Decisão da Justiça reduz custos e reforça competitividade das concessionárias no Ceará
Nesta semana, 7ª Vara da Fazenda Pública da Comarca de Fortaleza reconheceu ilegalidade na cobrança da Taxa de Controle e Fiscalização Ambiental (TCFA) a concessionárias. A justiça...
POR O ESTADO
Publicado em 01/07/2026 às 23:00
Nesta semana, 7ª Vara da Fazenda Pública da Comarca de Fortaleza reconheceu ilegalidade na cobrança da Taxa de Controle e Fiscalização Ambiental (TCFA) a concessionárias. A justiça entendeu que essas empresas não se enquadram entre aquelas consideradas potencialmente poluidoras, como previstas na legislação.
Segundo a sentença, a troca de óleo realizada durante os serviços de revisão e manutenção constitui apenas uma atividade acessória da assistência técnica prestada aos clientes, não caracterizando comércio ou depósito de produtos químicos ou perigosos que justifiquem a incidência da multa.
Cobrada desde 2011 e alterada em 2017, a taxação foca em empresas que realizam atividades relacionadas ao comércio, transporte ou armazenamento de produtos perigosos, em razão da utilização de óleo lubrificante nas oficinas mecânicas, incluindo concessionárias de veículos.
Para o Sindicato dos Concessionários e Distribuidores de Veículos no Estado do Ceará (SINCODIV-CE), num primeiro momento a medida reforça a segurança jurídica das concessionárias e afasta uma cobrança considerada incompatível com a legislação ambiental e tributária vigente. “A decisão traz maior previsibilidade e segurança jurídica para as empresas. As concessionárias deixam de suportar uma cobrança que a Justiça considerou indevida, reduzindo custos e eliminando um passivo relevante. Esses recursos podem ser direcionados para investimentos nas operações, modernização das oficinas, expansão dos negócios e fortalecimento do setor automotivo cearense”, observa a diretora executiva Regional Fenabrave Ceará/Sincodiv Ceará, Ana Furtado.
Num segundo momento, a diretora classifica que a decisão pode trazer impactos positivos como ampliar serviços ao consumidor e melhorar a competitividade. “Embora não signifique redução imediata dos preços dos veículos ou serviços, cria um ambiente mais favorável para investimentos, manutenção da competitividade, ampliação da oferta de serviços e melhoria do atendimento ao consumidor”.
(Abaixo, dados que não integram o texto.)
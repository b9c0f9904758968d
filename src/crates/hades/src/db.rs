//! Database connection management and migrations
//!
//! Two SQLite pools are used by the agent: the operation log, which carries
//! the `operations` table and its migrations, and the row store, which the
//! SQL operations being tracked actually run against.

use crate::error::{HadesError, Result};
use sqlx::sqlite::{SqliteConnectOptions, SqlitePool, SqlitePoolOptions};
use std::path::Path;
use std::str::FromStr;
use std::sync::Arc;
use tracing::{debug, info};

/// Type alias for the database connection pool
pub type DatabasePool = SqlitePool;

/// Database connection wrapper
#[derive(Clone, Debug)]
pub struct Database {
    pub(crate) pool: Arc<DatabasePool>,
}

impl Database {
    /// Connect using a SQLite connection string
    ///
    /// # Arguments
    /// * `database_url` - e.g. "sqlite:hades.db?mode=rwc" or "sqlite::memory:"
    /// * `max_connections` - Maximum number of pooled connections
    pub async fn connect(database_url: &str, max_connections: u32) -> Result<Self> {
        debug!(url = %database_url, "Connecting to database");

        let options = SqliteConnectOptions::from_str(database_url)
            .map_err(|e| HadesError::Database(format!("Invalid database url: {}", e)))?
            .create_if_missing(true);

        let pool = SqlitePoolOptions::new()
            .max_connections(max_connections)
            .connect_with(options)
            .await
            .map_err(|e| HadesError::Database(format!("Failed to connect to database: {}", e)))?;

        info!(url = %database_url, "Database connection established");

        Ok(Self {
            pool: Arc::new(pool),
        })
    }

    /// Open (creating if needed) a SQLite database file
    pub async fn open_file<P: AsRef<Path>>(database_path: P) -> Result<Self> {
        let path = database_path.as_ref();

        if let Some(parent) = path.parent() {
            if !parent.as_os_str().is_empty() && !parent.exists() {
                std::fs::create_dir_all(parent).map_err(|e| {
                    HadesError::Database(format!("Failed to create database directory: {}", e))
                })?;
            }
        }

        let options = SqliteConnectOptions::new()
            .filename(path)
            .create_if_missing(true);

        let pool = SqlitePoolOptions::new()
            .max_connections(5)
            .connect_with(options)
            .await
            .map_err(|e| HadesError::Database(format!("Failed to connect to database: {}", e)))?;

        info!(path = %path.display(), "Database connection established");

        Ok(Self {
            pool: Arc::new(pool),
        })
    }

    /// Single-connection in-memory database
    ///
    /// The connection is never recycled, since closing it would drop the data.
    pub async fn in_memory() -> Result<Self> {
        let pool = SqlitePoolOptions::new()
            .max_connections(1)
            .min_connections(1)
            .idle_timeout(None)
            .max_lifetime(None)
            .connect("sqlite::memory:")
            .await
            .map_err(|e| HadesError::Database(format!("Failed to open in-memory database: {}", e)))?;

        Ok(Self {
            pool: Arc::new(pool),
        })
    }

    /// Get a reference to the connection pool
    pub fn pool(&self) -> &DatabasePool {
        &self.pool
    }

    /// Run the embedded operation log migrations
    pub async fn run_migrations(&self) -> Result<()> {
        info!("Running database migrations");

        sqlx::migrate!("./migrations")
            .run(self.pool.as_ref())
            .await?;

        info!("Database migrations completed successfully");
        Ok(())
    }

    /// Perform a health check by running a simple query
    pub async fn health_check(&self) -> Result<()> {
        sqlx::query("SELECT 1")
            .execute(self.pool.as_ref())
            .await
            .map_err(|e| HadesError::Database(format!("Health check failed: {}", e)))?;

        Ok(())
    }

    /// Close the database connection
    pub async fn close(&self) {
        self.pool.close().await;
        info!("Database connection closed");
    }

    /// Connect and migrate the operation log
    pub async fn initialize(database_url: &str, max_connections: u32) -> Result<Self> {
        let db = Self::connect(database_url, max_connections).await?;
        db.run_migrations().await?;
        Ok(db)
    }
}

#[cfg(test)]
mod tests {
    use super::*;
    use tempfile::TempDir;

    #[tokio::test]
    async fn test_in_memory_health_check() {
        let db = Database::in_memory().await.unwrap();
        assert!(db.health_check().await.is_ok());
        db.close().await;
    }

    #[tokio::test]
    async fn test_open_file_creates_parent_directory() {
        let temp_dir = TempDir::new().unwrap();
        let path = temp_dir.path().join("nested").join("log.db");

        let db = Database::open_file(&path).await.unwrap();
        assert!(path.exists());
        assert!(db.health_check().await.is_ok());
    }

    #[tokio::test]
    async fn test_migrations_create_operations_table() {
        let db = Database::in_memory().await.unwrap();
        db.run_migrations().await.unwrap();

        let row: (i64,) = sqlx::query_as("SELECT COUNT(*) FROM operations")
            .fetch_one(db.pool())
            .await
            .unwrap();
        assert_eq!(row.0, 0);
    }

    #[tokio::test]
    async fn test_connect_rejects_garbage_url() {
        let result = Database::connect("postgres://nope", 1).await;
        assert!(result.is_err());
    }
}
A Superintendência Estadual do Meio Ambiente (Semace) informou que a sua atuação “ocorre apenas nos procedimentos administrativos previstos na legislação estadual, especialmente quando há débitos em atraso”.
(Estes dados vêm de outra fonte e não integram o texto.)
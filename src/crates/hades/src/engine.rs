//! Rollback engine
//!
//! Drives each operation through its lifecycle:
//!
//! ```text
//! track ──> Tracked ──complete──> Completed
//!              │                      │
//!              └──────rollback────────┴──> RolledBack (terminal)
//! ```
//!
//! A rollback that fails leaves the record untouched so it can be retried.
//! Rollbacks of the same id are serialized by a per-id async mutex, and the
//! terminal transition itself is a conditional update in the operation log.

use crate::classifier::{classify, Classification, Target};
use crate::config::HadesConfig;
use crate::db::Database;
use crate::error::{HadesError, Result};
use crate::hints::HintRules;
use crate::models::{
    Compensation, Operation, OperationSummary, RollbackAction, RollbackOutcome, RollbackReport,
    StateSnapshot,
};
use crate::repositories::OperationRepository;
use crate::trackers::{
    ContainerTracker, DockerCli, FileTracker, RowTracker, Tracker, TrackerRegistry,
};
use dashmap::DashMap;
use std::sync::Arc;
use tokio::sync::Mutex;
use tracing::{debug, info, warn};

/// Operation lifecycle engine
pub struct RollbackEngine {
    repository: OperationRepository,
    registry: TrackerRegistry,
    hints: HintRules,
    locks: DashMap<String, Arc<Mutex<()>>>,
}

impl RollbackEngine {
    /// Build an engine; fails if any resource kind lacks a tracker
    pub fn new(
        repository: OperationRepository,
        registry: TrackerRegistry,
        hints: HintRules,
    ) -> Result<Self> {
        registry.validate()?;

        Ok(Self {
            repository,
            registry,
            hints,
            locks: DashMap::new(),
        })
    }

    /// Connect both stores, migrate the operation log and wire the default trackers
    pub async fn from_config(config: &HadesConfig) -> Result<Self> {
        let log = Arc::new(
            Database::initialize(&config.database.url, config.database.max_connections).await?,
        );
        let row_store = Arc::new(
            Database::connect(&config.row_store.url, config.row_store.max_connections).await?,
        );

        let file_tracker = FileTracker::new(&config.snapshots.dir);
        file_tracker.ensure_snapshot_dir().await.map_err(|e| {
            HadesError::Config(format!(
                "Failed to create snapshot directory {}: {}",
                config.snapshots.dir.display(),
                e
            ))
        })?;

        let registry = TrackerRegistry::new()
            .register(Arc::new(file_tracker))
            .register(Arc::new(ContainerTracker::new(Arc::new(DockerCli::from_config(
                &config.trackers.container,
            )))))
            .register(Arc::new(RowTracker::new(row_store)));

        Self::new(
            OperationRepository::new(log),
            registry,
            HintRules::from_config(&config.rollback),
        )
    }

    pub fn repository(&self) -> &OperationRepository {
        &self.repository
    }

    /// Check the operation log is reachable
    pub async fn health_check(&self) -> Result<()> {
        self.repository.database().health_check().await
    }

    /// Register a command before it runs; returns the new operation id
    pub async fn track(
        &self,
        command: &str,
        operation_type: &str,
        correlation_id: Option<String>,
    ) -> Result<String> {
        if operation_type.trim().is_empty() {
            return Err(HadesError::InvalidInput("operation_type must not be empty".to_string()));
        }
        if command.trim().is_empty() {
            return Err(HadesError::InvalidInput("command must not be empty".to_string()));
        }

        let classification = classify(operation_type, command);
        let before_state = self.capture_before(&classification).await;

        let operation = Operation::new(operation_type, command, correlation_id, before_state);
        self.repository.save(&operation).await?;

        info!(
            operation_id = %operation.id,
            operation_type = %operation.operation_type,
            captured = operation.before_state.is_captured(),
            "Operation tracked"
        );
        Ok(operation.id)
    }

    /// Record that the actor finished running a tracked command
    ///
    /// An unknown id, or a second completion of the same operation, is
    /// logged and ignored.
    pub async fn complete(&self, operation_id: &str, success: bool) -> Result<()> {
        let Some(operation) = self.repository.find_by_id(operation_id).await? else {
            warn!(operation_id = %operation_id, "Completion for unknown operation ignored");
            return Ok(());
        };
        if operation.completed_at.is_some() {
            warn!(operation_id = %operation_id, "Operation already completed; completion ignored");
            return Ok(());
        }

        let classification = classify(&operation.operation_type, &operation.command);
        let after_state = self.capture_after(&classification).await;
        let hint = self
            .hints
            .render(&operation.operation_type, &classification, &operation.command);

        let recorded = self
            .repository
            .record_completion(operation_id, after_state.as_ref(), Some(&hint), success)
            .await?;
        if !recorded {
            warn!(operation_id = %operation_id, "Operation completed concurrently; completion ignored");
            return Ok(());
        }

        info!(operation_id = %operation_id, success, "Operation completed");
        Ok(())
    }

    /// Reverse one operation
    ///
    /// Never errors: every failure, including persistence failures, comes back
    /// as an unsuccessful outcome.
    pub async fn rollback(&self, operation_id: &str) -> RollbackOutcome {
        let lock = self
            .locks
            .entry(operation_id.to_string())
            .or_insert_with(|| Arc::new(Mutex::new(())))
            .clone();

        let outcome = {
            let _guard = lock.lock().await;
            self.rollback_locked(operation_id).await
        };

        // Drop the lock entry unless another rollback of this id is waiting on it
        self.locks
            .remove_if(operation_id, |_, entry| Arc::strong_count(entry) <= 2);

        if outcome.success {
            info!(operation_id = %operation_id, action = %outcome.action, "Rollback succeeded");
        } else {
            warn!(
                operation_id = %operation_id,
                action = %outcome.action,
                detail = %outcome.detail,
                "Rollback did not succeed"
            );
        }
        outcome
    }

    async fn rollback_locked(&self, operation_id: &str) -> RollbackOutcome {
        let operation = match self.repository.find_by_id(operation_id).await {
            Ok(Some(operation)) => operation,
            Ok(None) => {
                return RollbackOutcome::failed(
                    RollbackAction::NotFound,
                    format!("Operation {} not found", operation_id),
                )
            }
            Err(e) => {
                return RollbackOutcome::failed(
                    RollbackAction::Failed,
                    format!("Failed to load operation: {}", e),
                )
            }
        };

        if operation.rolled_back {
            return RollbackOutcome::failed(
                RollbackAction::AlreadyRolledBack,
                format!("Operation {} was already rolled back", operation_id),
            );
        }

        let Some(compensation) = Compensation::for_operation_type(&operation.operation_type) else {
            return RollbackOutcome::failed(
                RollbackAction::NoStrategy,
                format!("No rollback strategy for '{}'", operation.operation_type),
            );
        };

        if let StateSnapshot::Uncaptured { reason } = &operation.before_state {
            return RollbackOutcome::failed(
                RollbackAction::MissingTarget,
                format!("Nothing was captured before the operation: {}", reason),
            );
        }

        let Some(tracker) = self.registry.get(compensation.kind()) else {
            return RollbackOutcome::failed(
                RollbackAction::NoStrategy,
                format!("No tracker for {}", compensation.kind()),
            );
        };

        debug!(operation_id = %operation_id, ?compensation, "Dispatching compensation");
        let outcome = tracker
            .execute_rollback(compensation, &operation.before_state)
            .await;
        if !outcome.success {
            return outcome;
        }

        match self.repository.mark_rolled_back(operation_id).await {
            Ok(true) => outcome,
            Ok(false) => RollbackOutcome::failed(
                RollbackAction::AlreadyRolledBack,
                format!("Operation {} was already rolled back", operation_id),
            ),
            Err(e) => RollbackOutcome::failed(
                RollbackAction::Failed,
                format!(
                    "Compensation ran ({}) but the record could not be marked: {}",
                    outcome.action, e
                ),
            ),
        }
    }

    /// Reverse the `count` most recent operations not yet rolled back, newest first
    ///
    /// Each record is attempted independently; one failure does not stop the rest.
    pub async fn rollback_last(&self, count: u32) -> Result<Vec<RollbackReport>> {
        let operations = self.repository.list_recent_active(count).await?;

        let mut reports = Vec::with_capacity(operations.len());
        for operation in operations {
            let outcome = self.rollback(&operation.id).await;
            reports.push(RollbackReport {
                operation_id: operation.id,
                outcome,
            });
        }

        let succeeded = reports.iter().filter(|r| r.outcome.success).count();
        info!(requested = count, attempted = reports.len(), succeeded, "Batch rollback finished");
        Ok(reports)
    }

    /// Most recent operations first, rolled back ones included
    pub async fn list_recent(&self, limit: u32) -> Result<Vec<OperationSummary>> {
        let operations = self.repository.list_recent(limit).await?;
        Ok(operations.iter().map(Operation::summary).collect())
    }

    pub async fn get(&self, operation_id: &str) -> Result<Option<Operation>> {
        self.repository.find_by_id(operation_id).await
    }

    async fn capture_before(&self, classification: &Classification) -> StateSnapshot {
        let Some(kind) = classification.kind else {
            return StateSnapshot::uncaptured("operation type has no resource kind");
        };
        if let Target::Unknown { reason } = &classification.target {
            return StateSnapshot::uncaptured(reason.clone());
        }

        match self.registry.get(kind) {
            Some(tracker) => tracker.capture_before(&classification.target).await,
            None => StateSnapshot::uncaptured(format!("no tracker for {}", kind)),
        }
    }

    async fn capture_after(&self, classification: &Classification) -> Option<StateSnapshot> {
        let kind = classification.kind?;
        if !classification.target.is_known() {
            return None;
        }
        let tracker: Arc<dyn Tracker> = self.registry.get(kind)?;
        tracker.capture_after(&classification.target).await
    }
}

impl std::fmt::Debug for RollbackEngine {
    fn fmt(&self, f: &mut std::fmt::Formatter<'_>) -> std::fmt::Result {
        f.debug_struct("RollbackEngine")
            .field("registry", &self.registry)
            .field("in_flight", &self.locks.len())
            .finish()
    }
}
A nossa reportagem também procurou o Instituto Brasileiro do Meio Ambiente e dos Recursos Naturais Renováveis (Ibama) no Ceará que esclareceu que a ação se restringe a atuação da Semace e ressaltou que a “decisão liminar de primeiro grau não transitou em julgado e encontra-se obrigatoriamente sujeito ao reexame necessário em duplo grau de jurisdição”.
Setor automotivo
Em 2025, um relatório da Fenabrave apontou que o Ceará possui 177 concessionárias filiadas, ocupando o terceiro maior mercado do Nordeste, atrás apenas da Bahia com 396 empresas e Pernambuco com 256 unidades. No cenário nacional, o estado ocupa a 14ª colocação.
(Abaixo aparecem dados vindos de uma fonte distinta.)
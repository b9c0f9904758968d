//! Resource trackers
//!
//! One tracker per [`ResourceKind`]. A tracker captures state before and after
//! a command runs and knows how to compensate for it. Trackers never return
//! errors: capture problems are recorded inside the snapshot and rollback
//! problems come back as a failed [`RollbackOutcome`].

pub mod container_tracker;
pub mod file_tracker;
pub mod registry;
pub mod row_tracker;

pub use container_tracker::{ContainerRuntime, ContainerState, ContainerTracker, DockerCli};
pub use file_tracker::FileTracker;
pub use registry::TrackerRegistry;
pub use row_tracker::RowTracker;

use crate::classifier::Target;
use crate::models::{Compensation, ResourceKind, RollbackOutcome, StateSnapshot};
use async_trait::async_trait;

/// Capture and compensation contract for one resource kind
#[async_trait]
pub trait Tracker: Send + Sync {
    /// Kind of resource this tracker handles
    fn kind(&self) -> ResourceKind;

    /// Capture state before the command runs
    async fn capture_before(&self, target: &Target) -> StateSnapshot;

    /// Capture state after the command ran
    ///
    /// Only kinds whose after-state is useful return a snapshot.
    async fn capture_after(&self, _target: &Target) -> Option<StateSnapshot> {
        None
    }

    /// Run a compensating action against the before-snapshot
    async fn execute_rollback(
        &self,
        compensation: Compensation,
        before: &StateSnapshot,
    ) -> RollbackOutcome;
}
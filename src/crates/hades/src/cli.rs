//! Command handlers for the `hades` binary

use crate::engine::RollbackEngine;
use crate::error::{HadesError, Result};
use crate::models::{OperationSummary, RollbackReport};
use colored::Colorize;
use tabled::{Table, Tabled};

/// Operation display row for table output
#[derive(Tabled)]
struct OperationRow {
    #[tabled(rename = "ID")]
    id: String,
    #[tabled(rename = "Type")]
    operation_type: String,
    #[tabled(rename = "State")]
    state: String,
    #[tabled(rename = "Executed")]
    executed: String,
    #[tabled(rename = "Command")]
    command: String,
}

impl From<OperationSummary> for OperationRow {
    fn from(summary: OperationSummary) -> Self {
        let command = if summary.command.chars().count() > 50 {
            format!("{}...", summary.command.chars().take(47).collect::<String>())
        } else {
            summary.command
        };

        Self {
            id: summary.id,
            operation_type: summary.operation_type,
            state: summary.state.to_string(),
            executed: summary.executed_at.format("%Y-%m-%d %H:%M:%S").to_string(),
            command,
        }
    }
}

/// Handle `hades list`
pub async fn handle_list(engine: &RollbackEngine, limit: u32) -> Result<()> {
    let operations = engine.list_recent(limit).await?;

    if operations.is_empty() {
        println!("{}", "No operations tracked".yellow());
        return Ok(());
    }

    let count = operations.len();
    let rows: Vec<OperationRow> = operations.into_iter().map(OperationRow::from).collect();
    println!("{}", Table::new(rows));
    println!("\n{} operation(s)", count);
    Ok(())
}

/// Handle `hades rollback --id`
///
/// Returns whether the rollback succeeded so the binary can set its exit code.
pub async fn handle_rollback(engine: &RollbackEngine, id: String) -> Result<bool> {
    let outcome = engine.rollback(&id).await;
    let success = outcome.success;
    let report = RollbackReport {
        operation_id: id,
        outcome,
    };
    println!("{}", serde_json::to_string_pretty(&report)?);
    Ok(success)
}

/// Handle `hades rollback-last`
pub async fn handle_rollback_last(engine: &RollbackEngine, count: u32) -> Result<bool> {
    let reports = engine.rollback_last(count).await?;
    if reports.is_empty() {
        eprintln!("{}", "No operations to roll back".yellow());
    }
    let all_succeeded = reports.iter().all(|r| r.outcome.success);
    println!("{}", serde_json::to_string_pretty(&reports)?);
    Ok(all_succeeded)
}

/// Handle `hades track`
pub async fn handle_track(
    engine: &RollbackEngine,
    operation_type: String,
    command: String,
    correlation_id: Option<String>,
) -> Result<()> {
    let id = engine.track(&command, &operation_type, correlation_id).await?;
    println!("{}", id);
    Ok(())
}

/// Handle `hades complete`
pub async fn handle_complete(engine: &RollbackEngine, id: String, success: bool) -> Result<()> {
    engine.complete(&id, success).await?;
    eprintln!("{} {}", "✓ Completion recorded for".green(), id);
    Ok(())
}

/// Handle `hades show`
pub async fn handle_show(engine: &RollbackEngine, id: String) -> Result<()> {
    let operation = engine
        .get(&id)
        .await?
        .ok_or_else(|| HadesError::NotFound(format!("Operation {}", id)))?;

    println!("{}", serde_json::to_string_pretty(&operation)?);
    Ok(())
}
A diretora executiva, Ana Furtado, calcula que o setor automotivo movimente aproximadamente 8 mil empregos diretos no estado do Ceará, com participação de 5% do Produto Interno Bruto (PIB) do estado.
Nesta quinta-feira (2), a Fenabrave vai apresentar os dados nacionais de emplacamentos de veículos no mês de junho, o acumulado do primeiro semestre, e as projeções para os próximos meses.